Aside from a throwaway line ("The United States' vastness no doubt complicates the task, but it is no excuse for not undertaking the job") the problem of wiring the US remains largely unexamined. Canada has the happy circumstance that its population is largely concentrated in a band on its southern border. US population is concentrated in several noncontiguous megalopoli, the NE corridor that starts around Boston and runs along the coast to around DC, the West Coast Megalopolis that runs largely between San Francisco and Los Angeles, The Great Lakes megalopolis starts in Wisconsin and stretches all the way to western NY. There is also a South Florida one and several other wannabees like the emerging Texas "Triangle Cities" one.
With clumpy population separated by large distances, the cost of wiring a national infrastructure goes up while the relative benefit goes down. Network effects mean that the larger your network, the better your results. We're trying to cover 10 times the area to gain twice to three times the population node connectivity of Japan. That means that the cost to benefit ratio is somewhere between three to five times better for them.

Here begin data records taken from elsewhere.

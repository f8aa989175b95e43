//! Event settings repository trait.

use crate::error::Result;
use crate::types::EventSettings;
use async_trait::async_trait;

/// Access to the singleton event settings row.
#[async_trait]
pub trait EventSettingsRepository: Send + Sync {
    /// Load the event settings.
    ///
    /// # Errors
    ///
    /// Returns `RsvpError::Persistence` if the store fails.
    async fn get_event_settings(&self) -> Result<EventSettings>;

    /// Replace every field of the event settings and return the stored row.
    ///
    /// # Errors
    ///
    /// Returns `RsvpError::Persistence` if the store fails.
    async fn replace_event_settings(&self, settings: &EventSettings) -> Result<EventSettings>;
}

The natural result of this is that we're going to lag. We're going to wait for costs to drop and use cheaper networking methods as they arrive as our . Goosing progress by dumping money into a national network infrastructure initiative is not only risky in that it will tend to give us bad habits, it is also going to cost us more for less benefit.
The geography of our nation, the distribution of our population, all mean that we're forced to play the "second mover advantage" game when it comes to broadband, at least until we figure out how to take a couple of zeroes out of lift costs per kg or some other sort of way to get data networking platforms up above us cheaply.
We can go expensive now or we can adopt a multi-platform competitive approach and try to encourage new entrants so that they quickly improve the cost to deploy and maintain bandwidth infrastructure. This, essentially is our current position with the FCC trying to spur innovation so that a national broadband rollout makes sense. Waiting patiently has never been a US strong suit but we're doing it now and actually playing the game pretty well. It would be a shame to ruin things and merely imitate solutions that do not scale to our particular density profile.